WHAT IS NEEDED:
This exercise calls for the line with "use crate::HOST_CONTAINER_ID;", the line with "let config = self.validated();", and all lines between them in the material below, output exactly and with no other lines.

MATERIAL SUPPLIED:
════════════════════
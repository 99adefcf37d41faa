#![forbid(unsafe_code)]

//! Polling element discovery with a bounded window.
//!
//! A [`Discovery`] is a plain state machine: the runtime calls
//! [`Discovery::poll`] whenever [`Discovery::next_poll_at`] has passed and
//! acts on the returned [`LocateStep`]. Dropping the discovery cancels it.

use core::time::Duration;

use crate::HOST_CONTAINER_ID;
use crate::document::HostDocument;

const DEFAULT_POLL_INTERVAL_MS: u64 = 50;
const DEFAULT_TIMEOUT_MS: u64 = 5_000;
const MIN_POLL_INTERVAL_MS: u64 = 1;

/// Discovery timing.
#[derive(Debug, Clone, Copy, PartialEq, Eq)]
pub struct LocatorConfig {
    /// Gap between two selector queries.
    /// Default: 50ms.
    pub poll_interval: Duration,

    /// Window after which discovery gives up.
    /// Default: 5000ms.
    pub timeout: Duration,
}

impl Default for LocatorConfig {
    fn default() -> Self {
        Self {
            poll_interval: Duration::from_millis(DEFAULT_POLL_INTERVAL_MS),
            timeout: Duration::from_millis(DEFAULT_TIMEOUT_MS),
        }
    }
}

impl LocatorConfig {
    #[must_use]
    pub fn with_poll_interval(mut self, interval: Duration) -> Self {
        self.poll_interval = interval;
        self
    }

    #[must_use]
    pub fn with_timeout(mut self, timeout: Duration) -> Self {
        self.timeout = timeout;
        self
    }

    /// Clamp values to a usable range.
    ///
    /// - `poll_interval` is at least 1ms
    /// - `timeout` is at least one `poll_interval`
    #[must_use]
    pub fn validated(mut self) -> Self {
        self.poll_interval = self
            .poll_interval
            .max(Duration::from_millis(MIN_POLL_INTERVAL_MS));
        self.timeout = self.timeout.max(self.poll_interval);
        self
    }

    /// Queries issued before giving up: `timeout / poll_interval`.
    #[must_use]
    pub fn max_attempts(&self) -> u32 {
        let config = self.validated();
        let attempts = config.timeout.as_nanos() / config.poll_interval.as_nanos();
        u32::try_from(attempts).unwrap_or(u32::MAX).max(1)
    }
}

/// Result of one discovery tick.
#[derive(Debug, Clone, PartialEq, Eq)]
pub enum LocateStep<N> {
    /// The (possibly ascended) attach target.
    Found(N),
    /// Nothing yet; poll again after `retry_in`.
    Pending { retry_in: Duration },
    /// The window elapsed without a match.
    TimedOut { attempts: u32 },
    /// Another mount already owns the host container id.
    AlreadyMounted,
}

/// In-flight search for an attach target.
#[derive(Debug, Clone, PartialEq, Eq)]
pub struct Discovery {
    selector: String,
    ancestor_steps: u32,
    config: LocatorConfig,
    attempts: u32,
    next_poll_at: Duration,
}

impl Discovery {
    /// Start a discovery whose first poll is due at `now`.
    #[must_use]
    pub fn new(
        selector: impl Into<String>,
        ancestor_steps: u32,
        config: LocatorConfig,
        now: Duration,
    ) -> Self {
        Self {
            selector: selector.into(),
            ancestor_steps,
            config: config.validated(),
            attempts: 0,
            next_poll_at: now,
        }
    }

    #[must_use]
    pub fn selector(&self) -> &str {
        &self.selector
    }

    #[must_use]
    pub const fn ancestor_steps(&self) -> u32 {
        self.ancestor_steps
    }

    /// Selector queries issued so far.
    #[must_use]
    pub const fn attempts(&self) -> u32 {
        self.attempts
    }

    #[must_use]
    pub const fn next_poll_at(&self) -> Duration {
        self.next_poll_at
    }

    #[must_use]
    pub fn is_due(&self, now: Duration) -> bool {
        now >= self.next_poll_at
    }

    /// Run one tick at `now`.
    ///
    /// The mount guard is checked before anything else. Once
    /// `max_attempts` queries came back empty, the following tick reports
    /// [`LocateStep::TimedOut`] without querying again.
    pub fn poll<D: HostDocument>(&mut self, doc: &D, now: Duration) -> LocateStep<D::Node> {
        if doc.element_by_id(HOST_CONTAINER_ID).is_some() {
            return LocateStep::AlreadyMounted;
        }
        if self.attempts >= self.config.max_attempts() {
            return LocateStep::TimedOut {
                attempts: self.attempts,
            };
        }

        self.attempts += 1;
        let found = match doc.query_selector(&self.selector) {
            Ok(found) => found,
            Err(err) => {
                tracing::debug!(selector = %self.selector, %err, "selector rejected, treating as not found");
                None
            }
        };
        match found {
            Some(node) => LocateStep::Found(ascend(doc, node, self.ancestor_steps)),
            None => {
                let retry_in = self.config.poll_interval;
                self.next_poll_at = now.saturating_add(retry_in);
                tracing::debug!(
                    selector = %self.selector,
                    attempt = self.attempts,
                    "attach target not found yet"
                );
                LocateStep::Pending { retry_in }
            }
        }
    }
}

/// Walk up to `steps` parent links from `node`, stopping early at the top.
pub fn ascend<D: HostDocument>(doc: &D, node: D::Node, steps: u32) -> D::Node {
    let mut current = node;
    for _ in 0..steps {
        match doc.parent_element(&current) {
            Some(parent) => current = parent,
            None => break,
        }
    }
    current
}

#[cfg(test)]
mod tests {
    use super::*;
    use crate::memory::MemoryDocument;
    use pretty_assertions::assert_eq;

    #[test]
    fn default_window_allows_one_hundred_queries() {
        assert_eq!(LocatorConfig::default().max_attempts(), 100);
    }

    #[test]
    fn validated_clamps_degenerate_timing() {
        let config = LocatorConfig::default()
            .with_poll_interval(Duration::ZERO)
            .with_timeout(Duration::ZERO)
            .validated();
        assert_eq!(config.poll_interval, Duration::from_millis(1));
        assert_eq!(config.timeout, Duration::from_millis(1));
        assert_eq!(config.max_attempts(), 1);
    }

    #[test]
    fn found_target_is_returned_on_first_poll() {
        let mut doc = MemoryDocument::new("example.com");
        let body = doc.body();
        let logo = doc.element(body, "div", &[("id", "logo")]);
        let mut discovery = Discovery::new("#logo", 0, LocatorConfig::default(), Duration::ZERO);
        assert_eq!(discovery.poll(&doc, Duration::ZERO), LocateStep::Found(logo));
        assert_eq!(discovery.attempts(), 1);
    }

    #[test]
    fn ascent_stops_at_the_top_without_error() {
        let mut doc = MemoryDocument::new("example.com");
        let html = doc.document_element();
        let target = doc.element(html, "aside", &[]);
        assert_eq!(ascend(&doc, target, 2), html);
        assert_eq!(ascend(&doc, target, 0), target);
    }

    #[test]
    fn existing_host_container_aborts_discovery() {
        let mut doc = MemoryDocument::new("example.com");
        let body = doc.body();
        doc.element(body, "div", &[("id", HOST_CONTAINER_ID)]);
        let mut discovery = Discovery::new("#logo", 0, LocatorConfig::default(), Duration::ZERO);
        assert_eq!(discovery.poll(&doc, Duration::ZERO), LocateStep::AlreadyMounted);
        assert_eq!(doc.query_count(), 0);
    }

    #[test]
    fn invalid_selector_keeps_polling_until_timeout() {
        let doc = MemoryDocument::new("example.com");
        let config = LocatorConfig::default()
            .with_poll_interval(Duration::from_millis(10))
            .with_timeout(Duration::from_millis(30));
        let mut discovery = Discovery::new("div >", 0, config, Duration::ZERO);
        let mut now = Duration::ZERO;
        for _ in 0..3 {
            assert_eq!(
                discovery.poll(&doc, now),
                LocateStep::Pending {
                    retry_in: Duration::from_millis(10)
                }
            );
            now = discovery.next_poll_at();
        }
        assert_eq!(now, Duration::from_millis(30));
        assert_eq!(discovery.poll(&doc, now), LocateStep::TimedOut { attempts: 3 });
    }
}
impl<D: HostDocument, W: WidgetMounter<D>> MenuRuntime<D, W> {
    /// Runtime over `doc` using the builtin host rules and no overrides.
    #[must_use]
    pub fn new(doc: D, widget: W) -> Self {
        Self {
            doc,
            widget,
            rules: HostRuleSet::builtin().clone(),
            overrides: MenuOverrides::default(),
            locator: LocatorConfig::default(),
            config: None,
            phase: LifecyclePhase::Uninitialized,
            initialized: false,
            clock: DeterministicClock::new(),
            discovery: None,
            mounts: MountManager::new(),
            watcher: Watcher::new(),
            controls: MenuControls::default(),
            stats: LifecycleStats::default(),
        }
    }

    #[must_use]
    pub fn with_rules(mut self, rules: HostRuleSet) -> Self {
        self.rules = rules;
        self.config = None;
        self
    }

    #[must_use]
    pub fn with_overrides(mut self, overrides: MenuOverrides) -> Self {
        self.set_overrides(overrides);
        self
    }

    #[must_use]
    pub fn with_locator(mut self, locator: LocatorConfig) -> Self {
        self.locator = locator.validated();
        self
    }

    /// Replace the pre-init overrides; applies from the next resolution.
    pub fn set_overrides(&mut self, overrides: MenuOverrides) {
        self.overrides = overrides;
        self.config = None;
    }

    /// Start the menu once. Later calls are no-ops.
    pub fn initialize(&mut self) -> InitOutcome {
        if self.initialized {
            tracing::debug!("already initialized");
            return InitOutcome::AlreadyInitialized;
        }
        self.initialized = true;
        if self.doc.ready_state() == ReadyState::Loading {
            self.phase = LifecyclePhase::AwaitingDocument;
            tracing::debug!("document still loading, deferring start");
            return InitOutcome::AwaitingDocument;
        }
        self.start();
        InitOutcome::Started
    }

    /// The document finished parsing. Returns whether a deferred start ran.
    pub fn document_ready(&mut self) -> bool {
        if self.phase != LifecyclePhase::AwaitingDocument {
            return false;
        }
        self.start();
        true
    }

    fn start(&mut self) {
        self.phase = LifecyclePhase::Resolving;
        let config = self.resolve_config();

        if self.doc.element_by_id(HOST_CONTAINER_ID).is_some() {
            tracing::debug!("host container already on the page, not starting");
            self.phase = LifecyclePhase::Idle;
            return;
        }

        if let Err(err) =
            styles::inject_host_styles(&mut self.doc, &config.hostname, &config.host_page_css)
        {
            tracing::warn!(%err, "failed to inject host page styles");
        }

        match config.menu_mode {
            MenuMode::Attached => match config.attach_selector.clone() {
                Some(selector) => self.begin_discovery(selector, config.attach_ancestor_steps),
                None => {
                    tracing::warn!("attached mode without an attach selector, using floating button");
                    self.mount(MountRequest::from_config(&config, MenuMode::Floating, None));
                }
            },
            MenuMode::Floating if config.skip_render => {
                tracing::info!("skip render requested, waiting for an explicit render");
                self.phase = LifecyclePhase::Idle;
            }
            mode => {
                self.mount(MountRequest::from_config(&config, mode, None));
            }
        }
    }

    fn resolve_config(&mut self) -> ResolvedConfig {
        let hostname = self.doc.hostname();
        let config = ResolvedConfig::resolve(&self.rules, &hostname, &self.overrides);
        tracing::debug!(
            hostname = %config.hostname,
            mode = %config.menu_mode,
            display = %config.display_style,
            size = %config.menu_size,
            selector = config.attach_selector.as_deref().unwrap_or(""),
            "configuration resolved"
        );
        self.config = Some(config.clone());
        config
    }

    fn resolved(&mut self) -> ResolvedConfig {
        match &self.config {
            Some(config) => config.clone(),
            None => self.resolve_config(),
        }
    }

    /// Mount directly. No-op while a mount exists.
    ///
    /// `mode` defaults to `attached` when a target is given and `floating`
    /// otherwise; `sidebar` replaces the resolved sidebar layout.
    pub fn render(
        &mut self,
        target: Option<D::Node>,
        mode: Option<MenuMode>,
        sidebar: Option<SidebarConfig>,
    ) -> bool {
        self.release_stale_mount();
        if self.mounts.is_mounted() {
            tracing::debug!("render ignored, already mounted");
            return false;
        }
        let mode = mode.unwrap_or(if target.is_some() {
            MenuMode::Attached
        } else {
            MenuMode::Floating
        });
        let config = self.resolved();
        let mut request = MountRequest::from_config(&config, mode, target);
        if let Some(sidebar) = sidebar {
            request = request.with_sidebar(sidebar.layout());
        }
        self.mount(request)
    }

    /// Discover `selector`, mount on it and watch it.
    pub fn attach(&mut self, selector: &str) {
        let steps = self.resolved().attach_ancestor_steps;
        self.begin_discovery(selector.to_owned(), steps);
    }

    /// Unmount, stop watching and cancel any in-flight discovery.
    pub fn cleanup(&mut self) -> bool {
        if let Some(discovery) = self.discovery.take() {
            tracing::debug!(selector = discovery.selector(), "discovery cancelled");
        }
        self.watcher.disarm(&mut self.doc);
        let removed = self.teardown();
        self.phase = LifecyclePhase::Unmounted;
        removed
    }

    pub fn open(&self) {
        self.controls.open();
    }

    pub fn close(&self) {
        self.controls.close();
    }

    pub fn toggle(&self) {
        self.controls.toggle();
    }

    #[must_use]
    pub fn is_open(&self) -> bool {
        self.controls.is_open()
    }

    /// A control handle that survives remounts.
    #[must_use]
    pub fn controls(&self) -> MenuControls {
        self.controls.clone()
    }

    /// Deliver one mutation-observer callback.
    ///
    /// If the mount lost its host container or attach target, tear it down
    /// and rediscover the watched selector, first poll immediately.
    pub fn handle_mutations(&mut self, observer: ObserverId) {
        if !self.watcher.owns(observer) {
            tracing::debug!(%observer, "ignoring delivery for a stale observer");
            return;
        }
        let Some(state) = self.mounts.state() else {
            return;
        };
        let health = check_mount(&self.doc, state);
        if health.is_healthy() {
            return;
        }
        let Some(selector) = self.watcher.disarm(&mut self.doc) else {
            return;
        };
        tracing::info!(health = health.as_str(), selector = %selector, "mount lost, re-attaching");
        self.teardown();
        self.phase = LifecyclePhase::Unmounted;
        self.stats.heals += 1;
        let steps = self.resolved().attach_ancestor_steps;
        self.begin_discovery(selector, steps);
    }

    /// When the runtime next needs [`Self::set_time`] or
    /// [`Self::advance_time`].
    #[must_use]
    pub fn next_wakeup(&self) -> Option<Duration> {
        self.discovery.as_ref().map(Discovery::next_poll_at)
    }

    /// Jump the clock to `now` and run whatever is due.
    pub fn set_time(&mut self, now: Duration) {
        self.clock.set(now);
        self.run_due();
    }

    /// Advance the clock by `dt`, running every wakeup on the way at its
    /// own deadline.
    pub fn advance_time(&mut self, dt: Duration) {
        let target = self.clock.now().saturating_add(dt);
        while let Some(at) = self.next_wakeup().filter(|&at| at <= target) {
            self.clock.set(at.max(self.clock.now()));
            self.run_due();
        }
        self.clock.set(target);
    }

    /// Run every discovery tick due at the current time.
    pub fn run_due(&mut self) {
        let now = self.clock.now();
        while self.discovery.as_ref().is_some_and(|d| d.is_due(now)) {
            self.poll_discovery(now);
        }
    }

    fn begin_discovery(&mut self, selector: String, ancestor_steps: u32) {
        tracing::debug!(selector = %selector, ancestor_steps, "discovering attach target");
        self.discovery = Some(Discovery::new(
            selector,
            ancestor_steps,
            self.locator,
            self.clock.now(),
        ));
        self.phase = LifecyclePhase::Discovering;
        self.run_due();
    }

    fn poll_discovery(&mut self, now: Duration) {
        let Some(discovery) = self.discovery.as_mut() else {
            return;
        };
        self.stats.polls += 1;
        match discovery.poll(&self.doc, now) {
            LocateStep::Pending { .. } => {}
            LocateStep::Found(target) => {
                let selector = discovery.selector().to_owned();
                self.discovery = None;
                let config = self.resolved();
                let request = MountRequest::from_config(&config, MenuMode::Attached, Some(target));
                if self.mount(request) {
                    self.arm_watcher(&selector);
                }
            }
            LocateStep::TimedOut { attempts } => {
                let selector = discovery.selector().to_owned();
                self.discovery = None;
                self.stats.discovery_timeouts += 1;
                tracing::warn!(
                    selector = %selector,
                    attempts,
                    "Could not find element \"{selector}\" after {}ms, using floating button",
                    self.locator.timeout.as_millis()
                );
                let config = self.resolved();
                self.mount(MountRequest::from_config(&config, MenuMode::Floating, None));
            }
            LocateStep::AlreadyMounted => {
                self.discovery = None;
                tracing::debug!("already mounted, discovery dropped");
                self.phase = if self.mounts.is_mounted() {
                    LifecyclePhase::Mounted
                } else {
                    LifecyclePhase::Idle
                };
            }
        }
    }

    fn mount(&mut self, request: MountRequest<D::Node>) -> bool {
        self.release_stale_mount();
        match self.mounts.mount(&mut self.doc, &self.widget, request) {
            Ok(MountOutcome::Mounted) => {
                self.controls.bind(self.mounts.control());
                self.stats.mounts += 1;
                self.phase = LifecyclePhase::Mounted;
                true
            }
            Ok(MountOutcome::AlreadyMounted) => false,
            Err(err) => {
                tracing::error!(%err, "failed to mount panda menu");
                if !self.mounts.is_mounted() {
                    self.phase = LifecyclePhase::Idle;
                }
                false
            }
        }
    }

    fn arm_watcher(&mut self, selector: &str) {
        if let Err(err) = self.watcher.arm(&mut self.doc, selector) {
            tracing::warn!(%err, selector, "failed to watch mount, self-heal disabled");
        }
    }

    /// Drop a mount whose host the page removed while nothing watched it.
    fn release_stale_mount(&mut self) {
        if self.mounts.release_stale(&mut self.doc) {
            self.stats.cleanups += 1;
            self.controls.bind(None);
        }
    }

    fn teardown(&mut self) -> bool {
        let removed = self.mounts.cleanup(&mut self.doc);
        if removed {
            self.stats.cleanups += 1;
        }
        self.controls.bind(None);
        removed
    }

    #[must_use]
    pub fn document(&self) -> &D {
        &self.doc
    }

    pub fn document_mut(&mut self) -> &mut D {
        &mut self.doc
    }

    #[must_use]
    pub const fn phase(&self) -> LifecyclePhase {
        self.phase
    }

    #[must_use]
    pub const fn is_initialized(&self) -> bool {
        self.initialized
    }

    /// The last resolved configuration.
    #[must_use]
    pub fn config(&self) -> Option<&ResolvedConfig> {
        self.config.as_ref()
    }

    #[must_use]
    pub const fn stats(&self) -> LifecycleStats {
        self.stats
    }

    #[must_use]
    pub fn mount_state(&self) -> Option<&MountState<D::Node>> {
        self.mounts.state()
    }

    #[must_use]
    pub fn discovery(&self) -> Option<&Discovery> {
        self.discovery.as_ref()
    }

    /// Selector the self-heal watcher is armed for.
    #[must_use]
    pub fn watched_selector(&self) -> Option<&str> {
        self.watcher.selector()
    }

    #[must_use]
    pub const fn now(&self) -> Duration {
        self.clock.now()
    }
}
#![cfg(target_arch = "wasm32")]
#![forbid(unsafe_code)]

use std::cell::Cell;
use std::rc::Rc;

use pmenu_wasm::dom::WebDocument;
use pmenu_web::document::{
    EventDisposition, EventKind, HostDocument, ListenerTarget, ReadyState,
};
use wasm_bindgen::JsCast;
use wasm_bindgen_test::{wasm_bindgen_test, wasm_bindgen_test_configure};

wasm_bindgen_test_configure!(run_in_browser);

fn web_document() -> WebDocument {
    let document = web_sys::window()
        .and_then(|window| window.document())
        .expect("browser document");
    WebDocument::new(document, Rc::new(|_| {}))
}

#[wasm_bindgen_test]
fn queries_and_ascends_the_live_tree() {
    let mut doc = web_document();
    assert_ne!(doc.ready_state(), ReadyState::Loading);

    let nav = doc.create_element("nav").unwrap();
    doc.set_attribute(&nav, "id", "dom-test-nav").unwrap();
    let logo = doc.create_element("div").unwrap();
    doc.set_attribute(&logo, "class", "dom-test-logo").unwrap();
    doc.append_child(&nav, &logo).unwrap();
    doc.append_to_body(&nav).unwrap();

    let found = doc.query_selector("#dom-test-nav .dom-test-logo").unwrap();
    assert_eq!(found.as_ref(), Some(&logo));
    assert_eq!(doc.parent_element(&logo), Some(nav.clone()));
    assert!(doc.query_selector("[[").is_err());

    doc.remove(&nav);
    assert!(!doc.contains(&logo));
}

#[wasm_bindgen_test]
fn isolated_root_hides_children_from_queries() {
    let mut doc = web_document();
    let host = doc.create_element("div").unwrap();
    doc.append_to_body(&host).unwrap();
    let root = doc.attach_isolated_root(&host).unwrap();
    let inner = doc.create_element("span").unwrap();
    doc.set_attribute(&inner, "id", "dom-test-inner").unwrap();
    doc.append_child(&root, &inner).unwrap();

    assert_eq!(doc.element_by_id("dom-test-inner"), None);
    assert_eq!(doc.attach_isolated_root(&host).unwrap(), root);

    doc.clear_children(&root);
    doc.remove(&host);
}

#[wasm_bindgen_test]
fn listeners_fire_until_removed() {
    let mut doc = web_document();
    let button = doc.create_element("button").unwrap();
    doc.append_to_body(&button).unwrap();

    let clicks = Rc::new(Cell::new(0));
    let counter = Rc::clone(&clicks);
    let id = doc
        .add_listener(
            ListenerTarget::Element(button.clone()),
            EventKind::Click,
            Rc::new(move |_| {
                counter.set(counter.get() + 1);
                EventDisposition::PASS
            }),
        )
        .unwrap();

    let element = button.dyn_ref::<web_sys::HtmlElement>().unwrap();
    element.click();
    assert_eq!(clicks.get(), 1);

    assert!(doc.remove_listener(id));
    assert!(!doc.remove_listener(id));
    element.click();
    assert_eq!(clicks.get(), 1);
    doc.remove(&button);
}

#[wasm_bindgen_test]
fn observers_disconnect_once() {
    let mut doc = web_document();
    let observer = doc.observe_mutations().unwrap();
    assert!(doc.disconnect_observer(observer));
    assert!(!doc.disconnect_observer(observer));
}
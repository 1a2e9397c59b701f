//! Bindings and constants of the contracts this project deploys.

use alloy::{primitives::aliases::U96, sol};

/// Artifact name of the VRF coordinator mock.
pub const VRF_COORDINATOR_V2_MOCK: &str = "VRFCoordinatorV2Mock";
/// Artifact name of the Lottery.
pub const LOTTERY: &str = "Lottery";

/// Flat LINK fee charged by the mock per request: 0.25 LINK.
pub const BASE_FEE: U96 = U96::from_limbs([250_000_000_000_000_000, 0]);
/// LINK per gas charged by the mock: 1 gwei worth of LINK.
pub const GAS_PRICE_LINK: U96 = U96::from_limbs([1_000_000_000, 0]);
/// LINK funded into a fresh mock subscription: 2 LINK.
pub const VRF_SUB_FUND_AMOUNT: U96 = U96::from_limbs([2_000_000_000_000_000_000, 0]);

sol! {
    #[sol(rpc)]
    contract VRFCoordinatorV2Mock {
        event SubscriptionCreated(uint64 indexed subId, address owner);

        constructor(uint96 baseFee, uint96 gasPriceLink);

        function createSubscription() external returns (uint64 subId);
        function fundSubscription(uint64 subId, uint96 amount) external;
        function addConsumer(uint64 subId, address consumer) external;
    }
}

sol! {
    contract Lottery {
        constructor(
            address vrfCoordinatorV2,
            address admin,
            uint256 entranceFee,
            bytes32 gasLane,
            uint64 subscriptionId,
            uint32 callbackGasLimit
        );
    }
}

#[cfg(test)]
mod tests {
    use super::*;
    use alloy::{
        primitives::{Address, B256, U256},
        sol_types::{SolConstructor, SolValue},
    };

    #[test]
    fn test_mock_fee_constants() {
        let link = U96::from(10u64).pow(U96::from(18u64));
        assert_eq!(BASE_FEE * U96::from(4u64), link);
        assert_eq!(GAS_PRICE_LINK, U96::from(1_000_000_000u64));
        assert_eq!(VRF_SUB_FUND_AMOUNT, link * U96::from(2u64));
    }

    #[test]
    fn test_lottery_constructor_argument_order() {
        let coordinator = Address::repeat_byte(0x01);
        let admin = Address::repeat_byte(0x02);
        let gas_lane = B256::repeat_byte(0x03);

        let encoded = Lottery::constructorCall {
            vrfCoordinatorV2: coordinator,
            admin,
            entranceFee: U256::from(10u64),
            gasLane: gas_lane,
            subscriptionId: 7,
            callbackGasLimit: 500_000,
        }
        .abi_encode();

        let expected = (
            coordinator,
            admin,
            U256::from(10u64),
            gas_lane,
            7u64,
            500_000u32,
        )
            .abi_encode_params();
        assert_eq!(encoded, expected);
        assert_eq!(encoded.len(), 6 * 32);
    }
}
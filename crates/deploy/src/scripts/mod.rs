//! Deploy scripts, run in order and selected by tag.

mod lottery;
mod mocks;

use std::future::Future;

use anyhow::Result;

pub use lottery::DeployLottery;
pub use mocks::DeployMocks;

use crate::DeployEnvironment;

/// Separator logged after a script finishes its main work.
pub(crate) const SEPARATOR: &str = "_____________________________________";

/// Labels used to select which scripts run.
#[derive(
    Debug, Clone, Copy, PartialEq, Eq, Hash, strum::Display, strum::EnumString, strum::VariantNames,
)]
#[strum(serialize_all = "kebab-case")]
pub enum Tag {
    All,
    Mocks,
    Lottery,
}

/// A step of the deployment pipeline.
pub trait DeployScript {
    /// The script name, used for logging.
    const NAME: &'static str;

    /// Tags that select this script.
    const TAGS: &'static [Tag];

    /// Run the script against the environment.
    fn run(&self, env: &mut DeployEnvironment) -> impl Future<Output = Result<()>>;
}

/// Whether a script carrying `script_tags` runs when `requested` tags are asked for.
///
/// No requested tags selects every script.
pub fn is_selected(script_tags: &[Tag], requested: &[Tag]) -> bool {
    requested.is_empty() || requested.iter().any(|tag| script_tags.contains(tag))
}

async fn run_script<S: DeployScript>(
    script: &S,
    env: &mut DeployEnvironment,
    tags: &[Tag],
) -> Result<()> {
    if !is_selected(S::TAGS, tags) {
        tracing::debug!(script = S::NAME, "Skipping script, no matching tag");
        return Ok(());
    }

    tracing::debug!(script = S::NAME, "Running script");
    script.run(env).await
}

/// Run the deployment pipeline: mocks first, then the Lottery.
pub async fn run_scripts(env: &mut DeployEnvironment, tags: &[Tag]) -> Result<()> {
    run_script(&DeployMocks, env, tags).await?;
    run_script(&DeployLottery, env, tags).await?;
    Ok(())
}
════════════════════
YOUR RESPONSE:
use crate::HOST_CONTAINER_ID;
use crate::document::HostDocument;

const DEFAULT_POLL_INTERVAL_MS: u64 = 50;
const DEFAULT_TIMEOUT_MS: u64 = 5_000;
const MIN_POLL_INTERVAL_MS: u64 = 1;

/// Discovery timing.
#[derive(Debug, Clone, Copy, PartialEq, Eq)]
pub struct LocatorConfig {
    /// Gap between two selector queries.
    /// Default: 50ms.
    pub poll_interval: Duration,

    /// Window after which discovery gives up.
    /// Default: 5000ms.
    pub timeout: Duration,
}

impl Default for LocatorConfig {
    fn default() -> Self {
        Self {
            poll_interval: Duration::from_millis(DEFAULT_POLL_INTERVAL_MS),
            timeout: Duration::from_millis(DEFAULT_TIMEOUT_MS),
        }
    }
}

impl LocatorConfig {
    #[must_use]
    pub fn with_poll_interval(mut self, interval: Duration) -> Self {
        self.poll_interval = interval;
        self
    }

    #[must_use]
    pub fn with_timeout(mut self, timeout: Duration) -> Self {
        self.timeout = timeout;
        self
    }

    /// Clamp values to a usable range.
    ///
    /// - `poll_interval` is at least 1ms
    /// - `timeout` is at least one `poll_interval`
    #[must_use]
    pub fn validated(mut self) -> Self {
        self.poll_interval = self
            .poll_interval
            .max(Duration::from_millis(MIN_POLL_INTERVAL_MS));
        self.timeout = self.timeout.max(self.poll_interval);
        self
    }

    /// Queries issued before giving up: `timeout / poll_interval`.
    #[must_use]
    pub fn max_attempts(&self) -> u32 {
        let config = self.validated();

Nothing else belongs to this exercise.